The former vice president has targeted Trump over racism since the very first day of his campaign. In a video announcing his candidacy in April of last year, Biden spotlighted the president’s handling of the violence surrounding the 2017 white supremacist rally in Charlottesville, Va.

“He said there were quote, some very fine people on both sides,” Biden said as he highlighted the president’s comments. “With those words, the president of the United States assigned a moral equivalence between those spreading hate and those with the courage to stand against it. And in that moment, I knew the threat to this nation was unlike any I had ever seen in my lifetime.”

Last summer, as he condemned tweets by the president calling on the four freshmen progressive congresswoman of color known as “The Squad” to “go back” to the “corrupt” countries he said they were from (three of the four were born in the U.S.), Biden called Trump’s tweets “flat racist.”

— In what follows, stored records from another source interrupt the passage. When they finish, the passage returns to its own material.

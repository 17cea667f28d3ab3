//! Manifest generation

use std::path::Path;

use vigil_errors::{Error, StorageError};
use vigil_events::AuditSink;
use vigil_hash::Hash;
use vigil_manifest::{Manifest, ManifestValue};

/// Hash every listed path and write the manifest to `output`.
///
/// Paths that do not exist are recorded as `MISSING`; paths that exist but
/// cannot be read are recorded as `FAIL (<reason>)`.
///
/// # Errors
///
/// Returns an error only if the manifest file cannot be written.
pub async fn build_manifest(
    paths: &[String],
    output: &Path,
    log: &dyn AuditSink,
) -> Result<Manifest, Error> {
    let mut manifest = Manifest::new();

    for path in paths {
        let value = digest_path(Path::new(path)).await;
        match &value {
            ManifestValue::Digest(_) => log.info(&format!("Manifest hash generated for {path}")),
            ManifestValue::Missing => log.error(&format!("Manifest file missing: {path}")),
            ManifestValue::Unreadable { reason } => {
                log.error(&format!("Manifest hash failed for {path}: {reason}"));
            }
        }
        manifest.insert(path.clone(), value);
    }

    manifest.write_to_file(output).await?;
    tracing::debug!(path = %output.display(), entries = manifest.len(), "Wrote manifest");
    Ok(manifest)
}

async fn digest_path(path: &Path) -> ManifestValue {
    match tokio::fs::try_exists(path).await {
        Ok(false) => return ManifestValue::Missing,
        Ok(true) => {}
        Err(e) => {
            return ManifestValue::Unreadable {
                reason: StorageError::from_io_with_path(&e, path).to_string(),
            }
        }
    }

    match Hash::hash_file(path).await {
        Ok(hash) => ManifestValue::Digest(hash),
        // Removed between the existence check and the open.
        Err(Error::Storage(StorageError::PathNotFound { .. })) => ManifestValue::Missing,
        Err(Error::Storage(e)) => ManifestValue::Unreadable {
            reason: e.to_string(),
        },
        Err(e) => ManifestValue::Unreadable {
            reason: e.to_string(),
        },
    }
}

#[cfg(test)]
mod tests {
    use super::*;
    use tempfile::TempDir;
    use vigil_events::{MemorySink, Severity};

    const HI_SHA256: &str = "8f434346648f6b96df89dda901c5176b10a6d83961dd3c1ac88b59b2dc327aa4";

    #[tokio::test]
    async fn digests_known_content_and_marks_missing() {
        let temp = TempDir::new().unwrap();
        let present = temp.path().join("a.txt");
        std::fs::write(&present, b"hi").unwrap();
        let absent = temp.path().join("gone.txt");
        let output = temp.path().join("manifest.json");

        let paths = vec![
            present.display().to_string(),
            absent.display().to_string(),
        ];
        let log = MemorySink::new();

        let manifest = build_manifest(&paths, &output, &log).await.unwrap();
        assert_eq!(manifest.get(&paths[0]).unwrap().to_string(), HI_SHA256);
        assert_eq!(manifest.get(&paths[1]), Some(&ManifestValue::Missing));

        let written: serde_json::Value =
            serde_json::from_str(&std::fs::read_to_string(&output).unwrap()).unwrap();
        assert_eq!(written[&paths[0]], HI_SHA256);
        assert_eq!(written[&paths[1]], "MISSING");

        assert_eq!(log.messages(Severity::Info).len(), 1);
        assert_eq!(
            log.messages(Severity::Error),
            vec![format!("Manifest file missing: {}", paths[1])]
        );
    }

    #[tokio::test]
    async fn rebuild_is_byte_identical() {
        let temp = TempDir::new().unwrap();
        let a = temp.path().join("a.txt");
        let b = temp.path().join("b.txt");
        std::fs::write(&a, b"alpha").unwrap();
        std::fs::write(&b, b"beta").unwrap();
        let output = temp.path().join("manifest.json");
        let paths = vec![b.display().to_string(), a.display().to_string()];
        let log = MemorySink::new();

        build_manifest(&paths, &output, &log).await.unwrap();
        let first = std::fs::read(&output).unwrap();
        build_manifest(&paths, &output, &log).await.unwrap();
        let second = std::fs::read(&output).unwrap();

        assert_eq!(first, second);
        let text = String::from_utf8(first).unwrap();
        assert!(text.find("b.txt").unwrap() < text.find("a.txt").unwrap());
    }

    #[tokio::test]
    async fn directory_is_unreadable_not_missing() {
        let temp = TempDir::new().unwrap();
        let output = temp.path().join("manifest.json");
        let paths = vec![temp.path().display().to_string()];
        let log = MemorySink::new();

        let manifest = build_manifest(&paths, &output, &log).await.unwrap();
        let value = manifest.get(&paths[0]).unwrap();
        assert!(value.is_failure());
        assert!(value.to_string().starts_with("FAIL ("));
        assert_eq!(log.messages(Severity::Error).len(), 1);
    }
}
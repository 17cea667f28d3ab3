//! Result types shared by every checker

use serde::ser::{SerializeMap, SerializeStruct};
use serde::{Serialize, Serializer};
use std::fmt;
use std::path::PathBuf;
use vigil_errors::{ConfigError, NetworkError, StateError, StorageError};
use vigil_manifest::{Drift, Manifest};

/// Why a check failed
#[derive(Debug, Clone, PartialEq, Eq)]
pub enum Failure {
    /// Target does not exist; rendered without a reason
    NotFound,
    /// Required columns absent from the table, in required order
    MissingColumns(Vec<String>),
    /// Section of the config file too incomplete to run the check
    Config(ConfigError),
    State(StateError),
    Network(NetworkError),
    Storage(StorageError),
}

impl fmt::Display for Failure {
    fn fmt(&self, f: &mut fmt::Formatter<'_>) -> fmt::Result {
        match self {
            Self::NotFound => Ok(()),
            Self::MissingColumns(columns) => {
                write!(f, "missing columns: {}", columns.join(", "))
            }
            Self::Config(e) => write!(f, "{e}"),
            Self::State(e) => write!(f, "{e}"),
            Self::Network(e) => write!(f, "{e}"),
            Self::Storage(e) => write!(f, "{e}"),
        }
    }
}

/// Outcome of a single check
#[derive(Debug, Clone, PartialEq, Eq)]
pub enum CheckStatus {
    Pass,
    Fail(Failure),
}

impl CheckStatus {
    #[must_use]
    pub fn is_pass(&self) -> bool {
        matches!(self, Self::Pass)
    }
}

/// Renders `PASS`, `FAIL`, or `FAIL (<reason>)`.
impl fmt::Display for CheckStatus {
    fn fmt(&self, f: &mut fmt::Formatter<'_>) -> fmt::Result {
        match self {
            Self::Pass => f.write_str("PASS"),
            Self::Fail(Failure::NotFound) => f.write_str("FAIL"),
            Self::Fail(failure) => write!(f, "FAIL ({failure})"),
        }
    }
}

impl Serialize for CheckStatus {
    fn serialize<S>(&self, serializer: S) -> Result<S::Ok, S::Error>
    where
        S: Serializer,
    {
        serializer.collect_str(self)
    }
}

/// Per-target outcomes of one checker, in input order
#[derive(Debug, Clone, Default, PartialEq, Eq)]
pub struct CheckResults {
    entries: Vec<(String, CheckStatus)>,
}

impl CheckResults {
    #[must_use]
    pub fn new() -> Self {
        Self::default()
    }

    /// Record an outcome; a repeated key keeps its first position.
    pub fn insert(&mut self, key: impl Into<String>, status: CheckStatus) {
        let key = key.into();
        match self.entries.iter_mut().find(|(k, _)| *k == key) {
            Some((_, existing)) => *existing = status,
            None => self.entries.push((key, status)),
        }
    }

    #[must_use]
    pub fn get(&self, key: &str) -> Option<&CheckStatus> {
        self.entries
            .iter()
            .find(|(k, _)| k == key)
            .map(|(_, status)| status)
    }

    pub fn iter(&self) -> impl Iterator<Item = (&str, &CheckStatus)> {
        self.entries.iter().map(|(k, status)| (k.as_str(), status))
    }

    #[must_use]
    pub fn len(&self) -> usize {
        self.entries.len()
    }

    #[must_use]
    pub fn is_empty(&self) -> bool {
        self.entries.is_empty()
    }

    #[must_use]
    pub fn failed(&self) -> usize {
        self.entries.iter().filter(|(_, s)| !s.is_pass()).count()
    }
}

impl Serialize for CheckResults {
    fn serialize<S>(&self, serializer: S) -> Result<S::Ok, S::Error>
    where
        S: Serializer,
    {
        let mut map = serializer.serialize_map(Some(self.entries.len()))?;
        for (key, status) in &self.entries {
            map.serialize_entry(key, status)?;
        }
        map.end()
    }
}

/// Overall outcome of a sweep
#[derive(Debug, Clone, Copy, PartialEq, Eq, Serialize)]
pub struct Verdict {
    /// Files, tables, endpoints, and manifest paths examined
    pub checked: usize,
    /// Failed checks plus unreadable manifest paths
    pub failed: usize,
    /// Manifest paths that differ from the baseline
    pub drifted: usize,
}

impl Verdict {
    #[must_use]
    pub fn passed(&self) -> bool {
        self.failed == 0 && self.drifted == 0
    }
}

impl fmt::Display for Verdict {
    fn fmt(&self, f: &mut fmt::Formatter<'_>) -> fmt::Result {
        if self.passed() {
            return write!(f, "Verification passed ({} items checked)", self.checked);
        }
        write!(
            f,
            "Verification failed: {} of {} items failed",
            self.failed, self.checked
        )?;
        if self.drifted > 0 {
            write!(f, ", {} drifted from baseline", self.drifted)?;
        }
        Ok(())
    }
}

/// Everything a sweep produced
#[derive(Debug, Clone, Default)]
pub struct VerificationReport {
    pub files: CheckResults,
    pub database: CheckResults,
    pub endpoints: CheckResults,
    pub manifest: Manifest,
    pub manifest_path: PathBuf,
    /// Empty unless a baseline manifest was compared
    pub drift: Vec<Drift>,
}

impl VerificationReport {
    /// Fold every status into a single verdict.
    #[must_use]
    pub fn verdict(&self) -> Verdict {
        let manifest_failed = self.manifest.iter().filter(|e| e.value.is_failure()).count();
        Verdict {
            checked: self.files.len()
                + self.database.len()
                + self.endpoints.len()
                + self.manifest.len(),
            failed: self.files.failed()
                + self.database.failed()
                + self.endpoints.failed()
                + manifest_failed,
            drifted: self.drift.len(),
        }
    }

    /// Convert to JSON string
    ///
    /// # Errors
    ///
    /// Returns an error if serialization fails.
    pub fn to_json(&self) -> Result<String, vigil_errors::Error> {
        serde_json::to_string_pretty(self).map_err(Into::into)
    }
}

impl Serialize for VerificationReport {
    fn serialize<S>(&self, serializer: S) -> Result<S::Ok, S::Error>
    where
        S: Serializer,
    {
        struct DriftList<'a>(&'a [Drift]);

        impl Serialize for DriftList<'_> {
            fn serialize<S>(&self, serializer: S) -> Result<S::Ok, S::Error>
            where
                S: Serializer,
            {
                let mut map = serializer.serialize_map(Some(self.0.len()))?;
                for drift in self.0 {
                    map.serialize_entry(&drift.path, &drift.kind.to_string())?;
                }
                map.end()
            }
        }

        let verdict = self.verdict();
        let mut report = serializer.serialize_struct("VerificationReport", 8)?;
        report.serialize_field("files", &self.files)?;
        report.serialize_field("database", &self.database)?;
        report.serialize_field("apis", &self.endpoints)?;
        report.serialize_field("manifest", &self.manifest)?;
        report.serialize_field("manifest_path", &self.manifest_path.display().to_string())?;
        report.serialize_field("drift", &DriftList(&self.drift))?;
        report.serialize_field("verdict", &verdict)?;
        report.serialize_field("passed", &verdict.passed())?;
        report.end()
    }
}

And last month at an Asian American and Pacific Islander town hall, the former vice president noted “Trump’s racist attacks during the [coronavirus] pandemic.”

The Trump campaign hit back at Biden on Wednesday, calling the attack “outrageous” and noting the Democrat’s own past controversies including warning in the 1970s about kids growing up in a “racial jungle” without an “orderly integration.”

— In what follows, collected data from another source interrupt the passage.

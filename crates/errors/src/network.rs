//! Network-related error types

use std::borrow::Cow;

use crate::UserFacingError;
use thiserror::Error;

#[derive(Debug, Clone, PartialEq, Eq, Error)]
pub enum NetworkError {
    #[error("connection timeout to {url}")]
    Timeout { url: String },

    #[error("DNS lookup failed: {0}")]
    DnsFailure(String),

    #[error("connection refused: {0}")]
    ConnectionRefused(String),

    #[error("SSL/TLS error: {0}")]
    TlsError(String),

    #[error("invalid URL: {0}")]
    InvalidUrl(String),

    #[error("request failed: {0}")]
    RequestFailed(String),

    #[error("status {status}")]
    HttpError { status: u16, message: String },
}

impl UserFacingError for NetworkError {
    fn user_message(&self) -> Cow<'_, str> {
        Cow::Owned(self.to_string())
    }

    fn user_hint(&self) -> Option<&'static str> {
        match self {
            Self::Timeout { .. } => Some("The endpoint did not answer within the request timeout."),
            Self::DnsFailure(_) => Some("Check the host name in the configured URL."),
            Self::ConnectionRefused(_) => Some("Check that the service is running and listening."),
            Self::InvalidUrl(_) => Some("Fix the URL in the config file."),
            _ => None,
        }
    }

    fn user_code(&self) -> Option<&'static str> {
        let code = match self {
            Self::Timeout { .. } => "network.timeout",
            Self::DnsFailure(_) => "network.dns_failure",
            Self::ConnectionRefused(_) => "network.connection_refused",
            Self::TlsError(_) => "network.tls_error",
            Self::InvalidUrl(_) => "network.invalid_url",
            Self::RequestFailed(_) => "network.request_failed",
            Self::HttpError { .. } => "network.http_error",
        };
        Some(code)
    }
}
//! File-backed and in-memory audit sinks

use std::fs::{self, File, OpenOptions};
use std::io::Write;
use std::path::{Path, PathBuf};
use std::sync::{Mutex, MutexGuard};

use vigil_errors::Error;

use crate::{trace_record, AuditSink, LogRecord, Severity};

/// Audit log that duplicates every record to stdout and an append-only file.
#[derive(Debug)]
pub struct Logger {
    path: PathBuf,
    file: Mutex<File>,
    echo: bool,
}

impl Logger {
    /// Open (or create) the log file, creating its parent directory first.
    ///
    /// # Errors
    ///
    /// Returns an error if the directory cannot be created or the file cannot
    /// be opened for appending.
    pub fn open(path: impl Into<PathBuf>) -> Result<Self, Error> {
        let path = path.into();
        if let Some(parent) = path.parent().filter(|p| !p.as_os_str().is_empty()) {
            fs::create_dir_all(parent).map_err(|e| Error::io_with_path(&e, parent))?;
        }

        let file = OpenOptions::new()
            .create(true)
            .append(true)
            .open(&path)
            .map_err(|e| Error::io_with_path(&e, &path))?;

        tracing::debug!(path = %path.display(), "Opened audit log");
        Ok(Self {
            path,
            file: Mutex::new(file),
            echo: true,
        })
    }

    /// Enable or disable the stdout copy of each record.
    #[must_use]
    pub fn with_echo(mut self, echo: bool) -> Self {
        self.echo = echo;
        self
    }

    #[must_use]
    pub fn path(&self) -> &Path {
        &self.path
    }

    fn file(&self) -> MutexGuard<'_, File> {
        // A panic mid-append leaves at worst a partial line behind.
        self.file.lock().unwrap_or_else(std::sync::PoisonError::into_inner)
    }
}

impl AuditSink for Logger {
    fn record(&self, message: &str, severity: Severity) {
        if self.echo {
            println!("{message}");
        }

        let record = LogRecord::new(message, severity);
        let written = {
            let mut file = self.file();
            writeln!(file, "{record}").and_then(|()| file.flush())
        };
        if let Err(e) = written {
            tracing::warn!(path = %self.path.display(), error = %e, "Failed to append audit record");
        }

        trace_record(message, severity);
    }
}

/// Sink that keeps records in memory, in emission order.
#[derive(Debug, Default)]
pub struct MemorySink {
    records: Mutex<Vec<LogRecord>>,
}

impl MemorySink {
    #[must_use]
    pub fn new() -> Self {
        Self::default()
    }

    /// Snapshot of everything recorded so far.
    #[must_use]
    pub fn records(&self) -> Vec<LogRecord> {
        self.records
            .lock()
            .unwrap_or_else(std::sync::PoisonError::into_inner)
            .clone()
    }

    /// Messages recorded at the given severity.
    #[must_use]
    pub fn messages(&self, severity: Severity) -> Vec<String> {
        self.records()
            .into_iter()
            .filter(|r| r.severity == severity)
            .map(|r| r.message)
            .collect()
    }
}

impl AuditSink for MemorySink {
    fn record(&self, message: &str, severity: Severity) {
        self.records
            .lock()
            .unwrap_or_else(std::sync::PoisonError::into_inner)
            .push(LogRecord::new(message, severity));
        trace_record(message, severity);
    }
}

“President Trump loves all people, works hard to empower all Americans, and is supported by more Black voters than any Republican presidential candidate in modern history,” campaign senior adviser Katrina Pierson said in a statement. “No one should take lectures on racial justice from Joe Biden.”

The president has repeatedly brushed back charges that he’s racist.

“I am the least racist person there is anywhere in the world,” Trump insisted last summer. Weeks later, he said, “I am the least racist person ever to serve in office.”

While Biden has targeted the president as a racist, Sen. Bernie Sanders made the same argument on a regular basis on the campaign trail. The populist senator from Vermont — who was Biden’s last remaining Democratic presidential nomination rival until dropping out of the race in April and endorsing the former vice president — included the charge that Trump’s a racist in his stump speech.

Sen. Kamala Harris of California — who also ran for the Democratic nomination before ending her bid in December 2019 — also called the president a racist.

Biden himself has courted controversy over race relations since launching his White House bid. He faced scorching criticism last year from his Democratic primary rivals for invoking his ability decades ago as a senator from Delaware to work with two segregationist southern colleagues to “get things done.”

And he faced swift backlash in May for suggesting during a contentious radio interview with host Charlamagne tha God that those having a hard time “figuring out” whether to support him or Trump in the upcoming election “ain’t black.”

But the latter controversy was quickly superseded by nationwide protests over systemic racism and police brutality toward minorities that was sparked by the death of George Floyd, a Black man who died while in Minneapolis police custody. The president’s law-and-order response to the demonstrations and rhetoric that many considered divisive have been heavily criticized by his opponents.

A Fox News Poll conducted last week indicated that racism, along with the coronavirus and the economy and jobs, is one of the top issues on the minds of voters. The survey indicated that the president’s approval rating on race relations stood at just 35 percent.

And only 35 percent of those questioned in a Fox News poll conducted last month said the president respected racial minorities.